▸ PROBLEM STATEMENT
Take the data below and filter it for lines containing the word "before"; show each line found.

▸ RECORDS TO USE
↓↓↓

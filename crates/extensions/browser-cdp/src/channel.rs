//! The page-global message channel, seen from one world.
//!
//! Posting runs a real `window.postMessage`, so listeners in every world of
//! the page, including the page's own scripts, observe it. Listening installs
//! a `message` listener whose payloads reach the host through a binding.

use std::sync::Arc;

use async_trait::async_trait;
use parking_lot::Mutex;
use serde_json::{json, Value};
use tokio::sync::mpsc;
use tokio::task::JoinHandle;
use tracing::{debug, trace};

use promptcast_inject::BridgeChannel;
use promptcast_protocols::BridgeError;

use crate::page::PageContext;
use crate::scripts::{self, invoke};

type Subscribers = Arc<Mutex<Vec<mpsc::UnboundedSender<Value>>>>;

pub struct CdpWindowChannel {
    ctx: Arc<PageContext>,
    subscribers: Subscribers,
    listener: tokio::sync::Mutex<Option<JoinHandle<()>>>,
}

impl CdpWindowChannel {
    pub fn new(ctx: Arc<PageContext>) -> Self {
        Self {
            ctx,
            subscribers: Arc::new(Mutex::new(Vec::new())),
            listener: tokio::sync::Mutex::new(None),
        }
    }

    async fn ensure_listening(&self) -> Result<(), BridgeError> {
        let mut listener = self.listener.lock().await;
        if listener.is_some() {
            return Ok(());
        }

        let evaluator = self.ctx.evaluator();
        let mut calls = evaluator.bind(scripts::MESSAGE_BINDING).await?;
        let binding = evaluator.binding_name(scripts::MESSAGE_BINDING);
        evaluator
            .evaluate(&invoke(scripts::LISTEN_MESSAGES, &[json!(binding)]))
            .await?;

        let subscribers = self.subscribers.clone();
        let world = self.ctx.world();
        *listener = Some(tokio::spawn(async move {
            while let Some(called) = calls.recv().await {
                let message: Value = match serde_json::from_str(&called.payload) {
                    Ok(message) => message,
                    Err(e) => {
                        trace!("Unreadable page message: {}", e);
                        continue;
                    }
                };
                subscribers
                    .lock()
                    .retain(|tx| tx.send(message.clone()).is_ok());
            }
            debug!("Message listener for {:?} world stopped", world);
        }));
        Ok(())
    }
}

impl Drop for CdpWindowChannel {
    fn drop(&mut self) {
        if let Some(listener) = self.listener.get_mut().take() {
            listener.abort();
        }
    }
}

#[async_trait]
impl BridgeChannel for CdpWindowChannel {
    async fn post(&self, message: Value) -> Result<(), BridgeError> {
        let script = invoke(scripts::POST_MESSAGE, &[message]);
        self.ctx.evaluator().evaluate(&script).await?;
        Ok(())
    }

    async fn listen(&self) -> Result<mpsc::UnboundedReceiver<Value>, BridgeError> {
        let (tx, rx) = mpsc::unbounded_channel();
        self.subscribers.lock().push(tx);
        if let Err(e) = self.ensure_listening().await {
            self.subscribers.lock().clear();
            return Err(e);
        }
        Ok(rx)
    }
}
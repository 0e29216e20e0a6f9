//! Cross-context bridge.
//!
//! Some pages only honour events dispatched from their own native context.
//! For those, the isolated-context agent posts a `FILL` envelope on the
//! page-global message channel; a [`NativeCompanion`] in the native context
//! performs the fill and posts `SENT` back; an [`ExtensionRelay`] in the
//! isolated context forwards `SENT` to the orchestrator as `PROMPT_SENT`.
//!
//! The channel is shared with the page and anything else running in it.
//! Raw messages are validated by [`Envelope::parse`] before any field is used.

use std::sync::Arc;

use async_trait::async_trait;
use serde::{Deserialize, Serialize};
use serde_json::Value;
use tokio::sync::mpsc;
use tokio::task::JoinHandle;
use tracing::{debug, info, warn};

use promptcast_protocols::{BridgeError, PageSurface, RuntimeMessage};

use crate::agent::{PageFiller, RuntimePort};
use crate::profile::ProviderProfile;

/// Source tag carried by every bridge message.
pub const BRIDGE_SOURCE: &str = "promptcast";

const TYPE_FILL: &str = "FILL";
const TYPE_SENT: &str = "SENT";

/// Typed bridge payload.
#[derive(Debug, Clone, PartialEq, Eq, Serialize, Deserialize)]
#[serde(tag = "type")]
pub enum BridgeMessage {
    #[serde(rename = "FILL", rename_all = "camelCase")]
    Fill {
        prompt: String,
        #[serde(default)]
        auto_send: bool,
    },
    #[serde(rename = "SENT")]
    Sent {},
}

/// A bridge message with its source tag.
#[derive(Debug, Clone, PartialEq, Eq, Serialize)]
pub struct Envelope {
    pub source: &'static str,
    #[serde(flatten)]
    pub message: BridgeMessage,
}

impl Envelope {
    pub fn new(message: BridgeMessage) -> Self {
        Self {
            source: BRIDGE_SOURCE,
            message,
        }
    }

    pub fn fill(prompt: impl Into<String>, auto_send: bool) -> Self {
        Self::new(BridgeMessage::Fill {
            prompt: prompt.into(),
            auto_send,
        })
    }

    pub fn sent() -> Self {
        Self::new(BridgeMessage::Sent {})
    }

    pub fn to_value(&self) -> Value {
        serde_json::json!(self)
    }

    /// Validate a raw channel message. The source tag is checked before
    /// anything else is read.
    pub fn parse(raw: &Value) -> Result<BridgeMessage, BridgeError> {
        let object = raw
            .as_object()
            .ok_or_else(|| BridgeError::Malformed("not an object".to_string()))?;

        match object.get("source") {
            None => return Err(BridgeError::MissingSource),
            Some(Value::String(source)) if source == BRIDGE_SOURCE => {}
            Some(other) => return Err(BridgeError::ForeignSource(other.to_string())),
        }

        match object.get("type").and_then(Value::as_str) {
            Some(TYPE_FILL) | Some(TYPE_SENT) => {}
            Some(other) => return Err(BridgeError::UnknownType(other.to_string())),
            None => return Err(BridgeError::Malformed("missing type".to_string())),
        }

        let message: BridgeMessage = serde_json::from_value(raw.clone())
            .map_err(|e| BridgeError::Malformed(e.to_string()))?;
        if let BridgeMessage::Fill { ref prompt, .. } = message {
            if prompt.is_empty() {
                return Err(BridgeError::Malformed("empty prompt".to_string()));
            }
        }
        Ok(message)
    }
}

/// One context's handle on the page-global message channel.
#[async_trait]
pub trait BridgeChannel: Send + Sync {
    /// Post a message to the page (`window.postMessage`).
    async fn post(&self, message: Value) -> Result<(), BridgeError>;

    /// Start receiving every message posted on the page, from any context.
    async fn listen(&self) -> Result<mpsc::UnboundedReceiver<Value>, BridgeError>;
}

/// Native-context end: performs fills requested over the bridge.
pub struct NativeCompanion {
    page: Arc<dyn PageSurface>,
    channel: Arc<dyn BridgeChannel>,
    profile: ProviderProfile,
    filler: Arc<PageFiller>,
}

impl NativeCompanion {
    pub fn new(
        page: Arc<dyn PageSurface>,
        channel: Arc<dyn BridgeChannel>,
        profile: ProviderProfile,
        filler: Arc<PageFiller>,
    ) -> Self {
        Self {
            page,
            channel,
            profile,
            filler,
        }
    }

    /// Start listening, then handle `FILL` requests one at a time until the
    /// channel closes.
    pub async fn spawn(self) -> Result<JoinHandle<()>, BridgeError> {
        let mut inbox = self.channel.listen().await?;
        debug!("Native companion listening");
        Ok(tokio::spawn(async move {
            while let Some(raw) = inbox.recv().await {
                match Envelope::parse(&raw) {
                    Ok(BridgeMessage::Fill { prompt, auto_send }) => {
                        self.handle_fill(&prompt, auto_send).await;
                    }
                    Ok(BridgeMessage::Sent {}) => {}
                    Err(e) => debug!("Native companion ignored message: {}", e),
                }
            }
        }))
    }

    async fn handle_fill(&self, prompt: &str, auto_send: bool) {
        let outcome = self
            .filler
            .run(self.page.as_ref(), &self.profile, prompt, auto_send)
            .await;
        info!("Native fill outcome: {}", outcome.label());
        if outcome.sent {
            if let Err(e) = self.channel.post(Envelope::sent().to_value()).await {
                warn!("Failed to post SENT: {}", e);
            }
        }
    }
}

/// Isolated-context end: forwards `SENT` to the orchestrator.
pub struct ExtensionRelay {
    channel: Arc<dyn BridgeChannel>,
    port: RuntimePort,
}

impl ExtensionRelay {
    pub fn new(channel: Arc<dyn BridgeChannel>, port: RuntimePort) -> Self {
        Self { channel, port }
    }

    /// Start listening, then forward every `SENT` until either side closes.
    pub async fn spawn(self) -> Result<JoinHandle<()>, BridgeError> {
        let mut inbox = self.channel.listen().await?;
        Ok(tokio::spawn(async move {
            while let Some(raw) = inbox.recv().await {
                match Envelope::parse(&raw) {
                    Ok(BridgeMessage::Sent {}) => {
                        debug!("Relaying SENT as PROMPT_SENT");
                        if self.port.send(RuntimeMessage::PromptSent {}).is_err() {
                            debug!("Runtime port closed, relay stopping");
                            return;
                        }
                    }
                    Ok(BridgeMessage::Fill { .. }) => {}
                    Err(e) => debug!("Relay ignored message: {}", e),
                }
            }
        }))
    }
}

#[cfg(test)]
#[path = "bridge_tests.rs"]
mod tests;
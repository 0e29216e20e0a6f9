//! Bounded waiting helpers. Every wait resolves to a negative result at its bound.

use std::future::Future;
use std::time::Duration;

use tracing::debug;

use promptcast_protocols::PageSurface;

/// Probe up to `attempts` times, `interval` apart, until the probe yields a value.
pub async fn poll_until<T, F, Fut>(attempts: u32, interval: Duration, mut probe: F) -> Option<T>
where
    F: FnMut() -> Fut,
    Fut: Future<Output = Option<T>>,
{
    for attempt in 0..attempts {
        if let Some(value) = probe().await {
            return Some(value);
        }
        if attempt + 1 < attempts {
            tokio::time::sleep(interval).await;
        }
    }
    None
}

/// Wait for `document.readyState == "complete"`. Returns `false` at `timeout`.
pub async fn wait_for_document_complete(
    page: &dyn PageSurface,
    timeout: Duration,
    interval: Duration,
) -> bool {
    let wait = async {
        loop {
            match page.ready_state().await {
                Ok(state) if state == "complete" => return,
                Ok(_) => {}
                Err(e) => debug!("readyState probe failed: {}", e),
            }
            tokio::time::sleep(interval).await;
        }
    };
    tokio::time::timeout(timeout, wait).await.is_ok()
}
//! Tab registry.
//!
//! Process-wide map from canonical provider domain to the tab currently
//! representing it. At most one entry per domain. The lock is never held
//! across an `.await`; browser lookups happen between two short critical
//! sections, and eviction only removes the exact entry that was checked.

use std::collections::HashMap;

use parking_lot::Mutex;
use serde::Serialize;
use tracing::debug;

use promptcast_protocols::{TabBrowser, TabId};

use crate::classifier::{classify, DomainKey};

/// One registry entry.
#[derive(Debug, Clone, PartialEq, Eq, Serialize)]
pub struct TabRecord {
    pub provider_domain: DomainKey,
    pub tab_id: TabId,
}

/// Domain → tab map with named transitions.
#[derive(Default)]
pub struct TabRegistry {
    entries: Mutex<HashMap<DomainKey, TabId>>,
}

impl TabRegistry {
    pub fn new() -> Self {
        Self::default()
    }

    /// Cached tab for a domain, without checking that it still exists.
    pub fn lookup(&self, domain: &DomainKey) -> Option<TabId> {
        self.entries.lock().get(domain).cloned()
    }

    /// Upsert the tab for a domain. Invalid domains are ignored.
    pub fn record(&self, domain: DomainKey, tab_id: TabId) {
        if !domain.is_valid() {
            debug!("Ignoring record for invalid domain (tab {})", tab_id);
            return;
        }
        debug!("Recording {} -> tab {}", domain, tab_id);
        self.entries.lock().insert(domain, tab_id);
    }

    /// Purge every entry pointing at `tab_id`. Returns how many were removed.
    pub fn remove(&self, tab_id: &TabId) -> usize {
        let mut entries = self.entries.lock();
        let before = entries.len();
        entries.retain(|_, id| id != tab_id);
        let removed = before - entries.len();
        if removed > 0 {
            debug!("Removed {} registry entr(y/ies) for tab {}", removed, tab_id);
        }
        removed
    }

    /// Cached tab for `domain`, only if the browser still has it and it is
    /// not discarded. A stale entry is evicted.
    pub async fn resolve(&self, domain: &DomainKey, browser: &dyn TabBrowser) -> Option<TabId> {
        if !domain.is_valid() {
            return None;
        }
        let cached = self.lookup(domain)?;

        match browser.get_tab(&cached).await {
            Ok(Some(info)) if info.is_live() => Some(cached),
            Ok(Some(_)) => {
                debug!("Cached tab {} for {} is discarded, evicting", cached, domain);
                self.evict(domain, &cached);
                None
            }
            Ok(None) => {
                debug!("Cached tab {} for {} no longer exists, evicting", cached, domain);
                self.evict(domain, &cached);
                None
            }
            Err(e) => {
                debug!("Lookup of cached tab {} failed: {}, evicting", cached, e);
                self.evict(domain, &cached);
                None
            }
        }
    }

    /// Scan every open tab for one whose URL classifies to `domain`; cache
    /// and return the first live match.
    ///
    /// Only meaningful after [`resolve`](Self::resolve) missed.
    pub async fn observe_all(
        &self,
        domain: &DomainKey,
        browser: &dyn TabBrowser,
    ) -> Option<TabId> {
        if !domain.is_valid() {
            return None;
        }
        let tabs = match browser.query_tabs().await {
            Ok(tabs) => tabs,
            Err(e) => {
                debug!("Tab scan failed: {}", e);
                return None;
            }
        };

        let found = tabs
            .into_iter()
            .find(|tab| tab.is_live() && classify(&tab.url) == *domain)?;
        debug!("Adopting open tab {} for {}", found.id, domain);
        self.record(domain.clone(), found.id.clone());
        Some(found.id)
    }

    /// All entries, ordered by domain.
    pub fn snapshot(&self) -> Vec<TabRecord> {
        let mut records: Vec<TabRecord> = self
            .entries
            .lock()
            .iter()
            .map(|(domain, tab_id)| TabRecord {
                provider_domain: domain.clone(),
                tab_id: tab_id.clone(),
            })
            .collect();
        records.sort_by(|a, b| a.provider_domain.cmp(&b.provider_domain));
        records
    }

    pub fn len(&self) -> usize {
        self.entries.lock().len()
    }

    pub fn is_empty(&self) -> bool {
        self.entries.lock().is_empty()
    }

    /// Remove `domain` only if it still points at `tab_id`.
    fn evict(&self, domain: &DomainKey, tab_id: &TabId) {
        let mut entries = self.entries.lock();
        if entries.get(domain) == Some(tab_id) {
            entries.remove(domain);
        }
    }
}

#[cfg(test)]
#[path = "registry_tests.rs"]
mod tests;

↑↑↑

▸ WRITTEN ANSWER
//! Raw messages are validated by [`Envelope::parse`] before any field is used.
    /// Validate a raw channel message. The source tag is checked before
        let before = entries.len();
        let removed = before - entries.len();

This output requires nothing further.